11. Juni 2016 - 01:00 Uhr - 4 Ergänzungen

In Zusammenarbeit mit Pro Choice Sachsen

Am 6. Juni demonstrierten in Annaberg-Buchholz etwa 500 Menschen unter dem Motto: „Emanzipation ist viel geiler – Schweigemarsch stoppen!“ gegen den sogenannte „Schweigemarsch für das Leben“ (Fotos). Dieser wird seit mittlerweile schon sieben Jahren von christlich-fundamentalistischen Abtreibungsgegnerinnen und Abtreibungsgegnern organisiert. Bereits das dritte Jahr in Folge mussten sie sich dabei mit lautstarken Gegenprotesten auseinandersetzen. Das Bündnis „Pro Choice Sachsen“ konnte dazu an diesem sonnigen Montagnachmittag 500 Menschen aus Chemnitz, Dresden, Leipzig, Plauen, Erfurt, Jena und Berlin in den erzgebirgischen „Bible Belt“ mobilisieren. Die Pressesprecherin des Bündnisses, Lisa Mueller, erläuterte die Motivation hinter dem Protest: „Wir wollen auch weiterhin Entscheidungen über unser Leben ohne Einmischungen von FundamentalistInnen treffen. Wir fordern die Legalisierung von Schwangerschaftsabbrüchen, die nach §218 StGB in Deutschland immer noch illegal sind und nur unter bestimmten Umständen straffrei bleiben. Wir demonstrieren hier auch gegen die antifeministische, homosexuellenfeindliche und transfeindliche Politik der selbsterklärten Lebensschutzbewegung. Sie ist ein Teil des gesellschaftlichen Rechtsrucks, mit dem wir uns momentan konfrontiert sehen.“ Ein Störversuch unter Einsatz eines Transparentes wurde anders als noch im vergangenen Jahr von Polizeikräften vereitelt.
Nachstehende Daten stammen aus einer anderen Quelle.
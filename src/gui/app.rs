//! SecureCheck Dashboard Application
//! Main window: control panel on the left, results, log form and latest
//! logs in the center. Every interaction runs one query synchronously.

use crate::charts::{ChartData, StaticChartRenderer};
use crate::config::AppConfig;
use crate::data::FeatureDeriver;
use crate::db::Database;
use crate::gui::{ControlPanel, ControlPanelAction, ExportFormat, LogForm, LogsView, ResultsView};
use crate::pipeline;
use crate::queries::{search_logs, LATEST_LOGS_LIMIT};
use crate::stats::{chi_square_independence, contingency_table, CategoricalColumn};
use egui::{CollapsingHeader, RichText, SidePanel};
use tracing::warn;

/// Main application window.
pub struct DashboardApp {
    db: Database,
    config: AppConfig,
    control_panel: ControlPanel,
    results_view: ResultsView,
    log_form: LogForm,
    logs_view: LogsView,
}

impl DashboardApp {
    pub fn new(_cc: &eframe::CreationContext<'_>, db: Database, config: AppConfig) -> Self {
        let mut control_panel = ControlPanel::new();
        control_panel.database_label = db
            .path()
            .and_then(|p| p.file_name())
            .map(|n| n.to_string_lossy().to_string())
            .unwrap_or_else(|| "in-memory".to_string());

        let mut app = Self {
            db,
            config,
            control_panel,
            results_view: ResultsView::new(),
            log_form: LogForm::new(),
            logs_view: LogsView::new(),
        };
        app.refresh_row_count();
        app.refresh_logs();
        app
    }

    fn report_error(&mut self, context: &str, error: impl std::fmt::Display) {
        warn!(%error, "{}", context);
        self.control_panel
            .set_status(&format!("Error: {}: {}", context, error));
    }

    fn refresh_row_count(&mut self) {
        match self.db.count_rows() {
            Ok(count) => self.control_panel.row_count = count,
            Err(e) => self.report_error("Counting stops failed", e),
        }
    }

    fn refresh_logs(&mut self) {
        match search_logs(&self.db, self.logs_view.term(), LATEST_LOGS_LIMIT) {
            Ok(logs) => self.logs_view.logs = Some(logs),
            Err(e) => self.report_error("Log search failed", e),
        }
    }

    fn handle_run_query(&mut self) {
        let query = self.control_panel.selected_query;
        match query.run(&self.db, &self.control_panel.params) {
            Ok(result) => {
                let chart = query
                    .chart()
                    .and_then(|spec| ChartData::from_result(&result, &spec));
                let rows = result.rows.len();
                self.control_panel.has_chart = chart.as_ref().is_some_and(|c| !c.is_empty());
                self.control_panel.has_result = true;
                self.results_view.set_result(result, chart);
                self.control_panel
                    .set_status(&format!("Complete! {} rows", rows));
            }
            Err(e) => self.report_error("Query failed", e),
        }
    }

    fn handle_chi_square(&mut self) {
        let outcome = contingency_table(
            &self.db,
            CategoricalColumn::Violation,
            CategoricalColumn::IsArrested,
        )
        .and_then(|table| chi_square_independence(&table).map(|test| (table, test)));

        match outcome {
            Ok((table, test)) => {
                self.control_panel.set_status(&format!(
                    "Complete! χ² = {:.3}, p = {:.4}",
                    test.statistic, test.p_value
                ));
                self.results_view.chi_square = Some((table, test));
            }
            Err(e) => self.report_error("Chi-square test failed", e),
        }
    }

    fn handle_import_csv(&mut self) {
        let Some(path) = rfd::FileDialog::new()
            .add_filter("CSV Files", &["csv"])
            .pick_file()
        else {
            return;
        };

        let replace = self.control_panel.replace_on_import;
        match pipeline::ingest(&path, &mut self.db, &self.config, replace) {
            Ok(summary) => {
                self.control_panel.set_status(&format!(
                    "Complete! Loaded {} of {} rows ({} dropped)",
                    summary.rows_persisted,
                    summary.rows_read,
                    summary.dropped.len()
                ));
                self.results_view = ResultsView::new();
                self.control_panel.has_result = false;
                self.control_panel.has_chart = false;
            }
            Err(e) => self.report_error("Import failed", format!("{:#}", e)),
        }
        self.refresh_row_count();
        self.refresh_logs();
    }

    fn handle_submit_log(&mut self) {
        let stop = match self.log_form.to_stop() {
            Ok(stop) => stop,
            Err(e) => {
                self.report_error("Invalid log entry", e);
                return;
            }
        };
        let record = FeatureDeriver::new(self.config.features).derive(stop);
        match self.db.insert_record(&record) {
            Ok(id) => {
                self.control_panel
                    .set_status(&format!("Complete! Stop #{} logged", id));
                self.refresh_row_count();
                self.refresh_logs();
            }
            Err(e) => self.report_error("Logging stop failed", e),
        }
    }

    fn handle_export(&mut self, format: ExportFormat) {
        let Some(result) = &self.results_view.result else {
            self.control_panel.set_status("Nothing to export");
            return;
        };

        let file_name = format!("{}.{}", result.title.replace([' ', ':', '/'], "_"), format.extension());
        let Some(path) = rfd::FileDialog::new()
            .add_filter(format.filter_name(), &[format.extension()])
            .set_file_name(file_name)
            .save_file()
        else {
            return;
        };

        let outcome = match format {
            ExportFormat::Csv => result.write_csv(&path).map_err(|e| e.to_string()),
            ExportFormat::Json => result.write_json(&path).map_err(|e| e.to_string()),
            ExportFormat::Png => match &self.results_view.chart {
                Some(chart) => StaticChartRenderer::render_png(
                    chart,
                    &path,
                    StaticChartRenderer::DEFAULT_SIZE,
                )
                .map_err(|e| e.to_string()),
                None => Err("this query has no chart".to_string()),
            },
        };

        match outcome {
            Ok(()) => {
                self.control_panel
                    .set_status(&format!("Complete! Exported {}", path.display()));
                if format == ExportFormat::Png {
                    if let Err(e) = open::that(&path) {
                        warn!(error = %e, "could not open exported chart");
                    }
                }
            }
            Err(e) => self.report_error("Export failed", e),
        }
    }
}

impl eframe::App for DashboardApp {
    fn update(&mut self, ctx: &egui::Context, _frame: &mut eframe::Frame) {
        // Left panel - Control Panel
        SidePanel::left("control_panel")
            .min_width(300.0)
            .max_width(350.0)
            .show(ctx, |ui| {
                egui::ScrollArea::vertical().show(ui, |ui| {
                    let action = self.control_panel.show(ui);

                    match action {
                        ControlPanelAction::ImportCsv => self.handle_import_csv(),
                        ControlPanelAction::RunQuery => self.handle_run_query(),
                        ControlPanelAction::RunChiSquare => self.handle_chi_square(),
                        ControlPanelAction::Export(format) => self.handle_export(format),
                        ControlPanelAction::None => {}
                    }
                });
            });

        // Central panel - results, new log form, latest logs
        egui::CentralPanel::default().show(ctx, |ui| {
            egui::ScrollArea::vertical()
                .auto_shrink([false, false])
                .show(ui, |ui| {
                    ui.heading("Advanced Insights");
                    ui.add_space(6.0);
                    self.results_view.show(ui);

                    ui.add_space(15.0);
                    ui.separator();

                    let mut submitted = false;
                    CollapsingHeader::new(RichText::new("Add New Police Log").heading())
                        .default_open(false)
                        .show(ui, |ui| {
                            submitted = self.log_form.show(ui);
                        });
                    if submitted {
                        self.handle_submit_log();
                    }

                    ui.add_space(15.0);
                    ui.separator();
                    ui.heading("Latest Logs and Quick Search");
                    ui.add_space(6.0);
                    if self.logs_view.show(ui) {
                        self.refresh_logs();
                    }
                });
        });
    }
}
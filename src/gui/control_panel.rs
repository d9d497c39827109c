//! Control Panel Widget
//! Left side panel with the query catalog, parameters and actions.

use crate::queries::{AnalyticsQuery, QueryParams};
use egui::{Color32, ComboBox, RichText};

/// File formats a result can be exported to.
#[derive(Debug, Clone, Copy, PartialEq, Eq)]
pub enum ExportFormat {
    Csv,
    Json,
    Png,
}

impl ExportFormat {
    pub fn extension(&self) -> &'static str {
        match self {
            ExportFormat::Csv => "csv",
            ExportFormat::Json => "json",
            ExportFormat::Png => "png",
        }
    }

    pub fn filter_name(&self) -> &'static str {
        match self {
            ExportFormat::Csv => "CSV Files",
            ExportFormat::Json => "JSON Files",
            ExportFormat::Png => "PNG Images",
        }
    }
}

/// Left side control panel.
pub struct ControlPanel {
    pub selected_query: AnalyticsQuery,
    pub params: QueryParams,
    pub replace_on_import: bool,
    pub row_count: usize,
    pub database_label: String,
    pub has_result: bool,
    pub has_chart: bool,
    pub status: String,
}

impl Default for ControlPanel {
    fn default() -> Self {
        Self {
            selected_query: AnalyticsQuery::ArrestRateByTimeOfDay,
            params: QueryParams::default(),
            replace_on_import: true,
            row_count: 0,
            database_label: String::new(),
            has_result: false,
            has_chart: false,
            status: "Ready".to_string(),
        }
    }
}

impl ControlPanel {
    pub fn new() -> Self {
        Self::default()
    }

    /// Draw the control panel
    pub fn show(&mut self, ui: &mut egui::Ui) -> ControlPanelAction {
        let mut action = ControlPanelAction::None;

        // Title
        ui.vertical_centered(|ui| {
            ui.add_space(5.0);
            ui.label(
                RichText::new("🚓 SecureCheck")
                    .size(22.0)
                    .color(Color32::from_rgb(100, 149, 237)),
            );
            ui.label(
                RichText::new("Police Post Digital Ledger")
                    .size(11.0)
                    .color(Color32::GRAY),
            );
        });
        ui.add_space(10.0);
        ui.separator();
        ui.add_space(5.0);

        // ===== Data Source Section =====
        ui.label(RichText::new("📁 Data Source").size(14.0).strong());
        ui.add_space(5.0);

        egui::Frame::none()
            .fill(ui.visuals().widgets.noninteractive.bg_fill)
            .rounding(5.0)
            .inner_margin(8.0)
            .show(ui, |ui| {
                ui.label(RichText::new(&self.database_label).size(12.0));
                ui.label(
                    RichText::new(format!("{} stops logged", self.row_count))
                        .size(11.0)
                        .color(Color32::GRAY),
                );
                ui.add_space(4.0);
                ui.horizontal(|ui| {
                    ui.checkbox(&mut self.replace_on_import, "Replace table");
                    ui.with_layout(egui::Layout::right_to_left(egui::Align::Center), |ui| {
                        if ui.button("📂 Import CSV").clicked() {
                            action = ControlPanelAction::ImportCsv;
                        }
                    });
                });
            });

        ui.add_space(15.0);
        ui.separator();
        ui.add_space(10.0);

        // ===== Query Section =====
        ui.label(RichText::new("🔎 Analytics Query").size(14.0).strong());
        ui.add_space(8.0);

        ComboBox::from_id_salt("analytics_query")
            .width(ui.available_width())
            .selected_text(self.selected_query.title())
            .show_ui(ui, |ui| {
                for query in AnalyticsQuery::ALL {
                    ui.selectable_value(&mut self.selected_query, query, query.title());
                }
            });

        ui.add_space(5.0);

        let label_width = 110.0;
        if self.selected_query.uses_limit() {
            ui.horizontal(|ui| {
                ui.add_sized([label_width, 20.0], egui::Label::new("Top N:"));
                ui.add(egui::DragValue::new(&mut self.params.limit).range(1..=100));
            });
        }
        if self.selected_query.uses_min_stops() {
            ui.horizontal(|ui| {
                ui.add_sized([label_width, 20.0], egui::Label::new("Min. stops:"));
                ui.add(egui::DragValue::new(&mut self.params.min_stops).range(1..=10_000));
            });
        }

        ui.add_space(10.0);

        ui.vertical_centered(|ui| {
            let button = egui::Button::new(RichText::new("▶ Run Analytics Query").size(16.0))
                .min_size(egui::vec2(200.0, 35.0));
            if ui.add(button).clicked() {
                action = ControlPanelAction::RunQuery;
            }

            ui.add_space(6.0);

            let chi_button = egui::Button::new(RichText::new("χ² Violation vs Arrest").size(14.0))
                .min_size(egui::vec2(200.0, 30.0));
            if ui.add(chi_button).clicked() {
                action = ControlPanelAction::RunChiSquare;
            }
        });

        ui.add_space(15.0);
        ui.separator();
        ui.add_space(10.0);

        // ===== Export Section =====
        ui.label(RichText::new("💾 Export Result").size(14.0).strong());
        ui.add_space(5.0);

        ui.horizontal(|ui| {
            ui.add_enabled_ui(self.has_result, |ui| {
                if ui.button("CSV").clicked() {
                    action = ControlPanelAction::Export(ExportFormat::Csv);
                }
                if ui.button("JSON").clicked() {
                    action = ControlPanelAction::Export(ExportFormat::Json);
                }
            });
            ui.add_enabled_ui(self.has_chart, |ui| {
                if ui.button("PNG chart").clicked() {
                    action = ControlPanelAction::Export(ExportFormat::Png);
                }
            });
        });

        ui.add_space(15.0);
        ui.separator();
        ui.add_space(10.0);

        // ===== Status Section =====
        ui.label(RichText::new("📊 Status").size(14.0).strong());
        ui.add_space(5.0);

        let status_color = if self.status.contains("Error") {
            Color32::from_rgb(220, 53, 69)
        } else if self.status.contains("Complete") {
            Color32::from_rgb(40, 167, 69)
        } else {
            Color32::GRAY
        };
        ui.label(RichText::new(&self.status).size(11.0).color(status_color));

        action
    }

    pub fn set_status(&mut self, status: &str) {
        self.status = status.to_string();
    }
}

/// Actions triggered by control panel
#[derive(Debug, Clone, PartialEq)]
pub enum ControlPanelAction {
    None,
    ImportCsv,
    RunQuery,
    RunChiSquare,
    Export(ExportFormat),
}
Die gesamte Aufmarschstrecke der Fundamentalistinnen und Fundamentalisten war durch eine starke Polizeipräsenz gekennzeichnet. Wenig verwunderlich, hatte der Freistaat zur Trennung von Schweigemarsch und Gegendemonstration doch insgesamt 300 Beamtinnen und Beamte aufgeboten. Dennoch war an zwei Stellen, an denen sich beide Veranstaltungen begegneten, der laute und kreative Protest unter Einsatz von Musik, Sprechchören, Luftballons, Schildern, Konfetti, Dildos und Pyros weder zu überhören, noch zu übersehen. Mit Sprechchören wie „Kein Gott kein Staat kein Patriarchat“, „Fundamentalismus raus aus den Köpfen“ und „My body my choice – raise your voice!“ wurde den reaktionären Forderungen widersprochen, welche ihrerseits auf Schildern eine „Willkommenskultur für ungeborene Kinder“ und „Babies welcome“ forderten. Wie bereits im vergangenen Jahr angekündigt, hatten sich die durch die größer werdenden Proteste in Bedrängnis geratenen erzgebirglerischen Abtreibungsgegnerinnen und Abtreibungsgegner für den Tag Unterstützung aus den Bundesstrukturen der Lebensrechtbewegung eingeladen. Auf der Kundgebung an der St. Annenkirche sprach mit Martin Lohmann jemand der weniger in seiner Funktion als Vorsitzender des Bundesverbandes Lebensrecht, sondern vielmehr als entschiedener Gegner jeglicher Schwangerschaftsabbrüche – auch nach Vergewaltigungen – bekannt geworden ist.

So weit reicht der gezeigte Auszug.